The inaugural AfriFuture Research Bulletin (Vol 1, Issue 1, 2021) edited by Dr. Tom Tom and Dr. Clement Chipenda. The Bulletin is a quarterly journal of the AfriFuture Research and Development Trust. It is aimed at providing a platform for emerging and established scholars, activists, students, policy makers, civil society organisation workers, private and public sector workers (and any other interested persons) to provide engaging and interrogative articles which provide contemporary perspectives on the socio-economic and political questions in the Global South. In this inaugural edition, we have eight interesting articles which engage in a wide range of issues ranging from social disruptions caused by the Covid-19 pandemic to the socio-economic, legal and political exclusion of ethnic minorities.

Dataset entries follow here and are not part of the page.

//! Declared LookML property names per record kind
//!
//! Translation only ever emits keys listed here. Lookup is case-sensitive.

macro_rules! property_enum {
    ($(#[$meta:meta])* $name:ident { $($variant:ident => $key:literal,)+ }) => {
        $(#[$meta])*
        #[derive(Debug, Clone, Copy, PartialEq, Eq, Hash)]
        pub enum $name {
            $($variant,)+
        }

        impl $name {
            /// Every permitted property
            pub const ALL: &'static [$name] = &[$($name::$variant,)+];

            /// LookML key for this property
            pub fn as_str(&self) -> &'static str {
                match self {
                    $($name::$variant => $key,)+
                }
            }

            /// Exact-match lookup of a LookML key
            pub fn parse(key: &str) -> Option<Self> {
                match key {
                    $($key => Some($name::$variant),)+
                    _ => None,
                }
            }

            pub fn is_valid(key: &str) -> bool {
                Self::parse(key).is_some()
            }
        }

        impl std::fmt::Display for $name {
            fn fmt(&self, f: &mut std::fmt::Formatter<'_>) -> std::fmt::Result {
                f.write_str(self.as_str())
            }
        }
    };
}

property_enum! {
    /// Keys permitted on a view record
    ViewProperty {
        Name => "name",
        Label => "label",
        Extends => "extends",
        Extension => "extension",
        SqlTableName => "sql_table_name",
        DerivedTable => "derived_table",
        RequiredAccessGrants => "required_access_grants",
        Suggestions => "suggestions",
        Parameters => "parameters",
        Parameter => "parameter",
        Dimensions => "dimensions",
        Dimension => "dimension",
        DimensionGroups => "dimension_groups",
        DimensionGroup => "dimension_group",
        Measures => "measures",
        Measure => "measure",
        Sets => "sets",
        Set => "set",
    }
}

property_enum! {
    /// Keys permitted on a dimension or dimension group record
    DimensionProperty {
        Name => "name",
        Action => "action",
        AllowFill => "allow_fill",
        AlphaSort => "alpha_sort",
        BypassSuggestRestrictions => "bypass_suggest_restrictions",
        CanFilter => "can_filter",
        Case => "case",
        CaseSensitive => "case_sensitive",
        Datatype => "datatype",
        DrillFields => "drill_fields",
        EndLocationField => "end_location_field",
        FanoutOn => "fanout_on",
        FullSuggestions => "full_suggestions",
        GroupLabel => "group_label",
        GroupItemLabel => "group_item_label",
        Html => "html",
        LabelFromParameter => "label_from_parameter",
        Link => "link",
        MapLayerName => "map_layer_name",
        OrderByField => "order_by_field",
        PrimaryKey => "primary_key",
        RequiredFields => "required_fields",
        SkipDrillFilter => "skip_drill_filter",
        StartLocationField => "start_location_field",
        Suggestions => "suggestions",
        SuggestPersistFor => "suggest_persist_for",
        Style => "style",
        Sql => "sql",
        SqlEnd => "sql_end",
        SqlStart => "sql_start",
        Tiers => "tiers",
        SqlLongitude => "sql_longitude",
        SqlLatitude => "sql_latitude",
        StringDatatype => "string_datatype",
        Units => "units",
        ValueFormat => "value_format",
        ValueFormatName => "value_format_name",
        Alias => "alias",
        ConvertTz => "convert_tz",
        Description => "description",
        Hidden => "hidden",
        Label => "label",
        RequiredAccessGrants => "required_access_grants",
        Suggestable => "suggestable",
        Tags => "tags",
        Type => "type",
        SuggestDimension => "suggest_dimension",
        SuggestExplore => "suggest_explore",
        ViewLabel => "view_label",
    }
}

/// Field types that become dimension groups instead of dimensions
pub const DIMENSION_GROUP_TYPES: &[&str] = &["duration", "time"];

/// Whether a field of `field_type` belongs in `dimension_groups`
pub fn is_dimension_group_type(field_type: &str) -> bool {
    DIMENSION_GROUP_TYPES.contains(&field_type)
}

#[cfg(test)]
mod tests {
    use super::*;

    #[test]
    fn lookup_is_exact() {
        assert_eq!(ViewProperty::parse("sql_table_name"), Some(ViewProperty::SqlTableName));
        assert!(ViewProperty::is_valid("measures"));
        assert!(ViewProperty::is_valid("dimension_group"));
        assert!(!ViewProperty::is_valid("Name"));
        assert!(!ViewProperty::is_valid("columns"));
        assert!(!ViewProperty::is_valid("meta"));
        assert!(!ViewProperty::is_valid("alias"));

        assert!(DimensionProperty::is_valid("alias"));
        assert!(!DimensionProperty::is_valid("tests"));
        assert!(!DimensionProperty::is_valid("data_type"));
    }

    #[test]
    fn all_round_trips_through_parse() {
        for property in ViewProperty::ALL {
            assert_eq!(ViewProperty::parse(property.as_str()), Some(*property));
        }
        for property in DimensionProperty::ALL {
            assert_eq!(DimensionProperty::parse(property.as_str()), Some(*property));
        }
    }

    #[test]
    fn dimension_group_types() {
        assert!(is_dimension_group_type("time"));
        assert!(is_dimension_group_type("duration"));
        assert!(!is_dimension_group_type("timestamp"));
        assert!(!is_dimension_group_type("Time"));
    }
}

Individual articles in the Bulletin show how the Covid-19 pandemic has impacted in different ways on children in urban areas, while another perspective reflects that in 2020, Covid-19 was used for political manoeuvring and authoritarian consolidation in Zimbabwe (the effects of this are being seen today). Agriculture, in the context of the women and environmental degradation nexus, its pivotal role in sustainable urban livelihoods and the devastating impact of theileriosis (commonly called the January disease) in rural communities is looked at with case studies being drawn from Nigeria and Zimbabwe. The contentious and controversial Gukurahundi atrocities which are presented as a ‘genocide’ exemplifying human rights abuse and the ill-treatment of ethnic minorities are touched on in the Bulletin. They are presented as being an example of the worst forms of human rights abuse, marking a negative trajectory that has continued to exist in Zimbabwe to date, requiring reconciliation and closure for the affected communities and individuals.

Contemporary insight on the nexus between politics, security and international relations is presented in the Bulletin, with the persistent challenges of gender-based violence, natural disasters, pandemics, weak health systems seen as presenting challenges for countries in the Global South. The importance of guidance and counselling which is an important but often undervalued aspect of child wellbeing and education interventions is critically looked at in the Bulletin. An argument is advanced that child wellbeing through guidance and counselling is consistent with national, regional and international frameworks for good governance and sustainable development.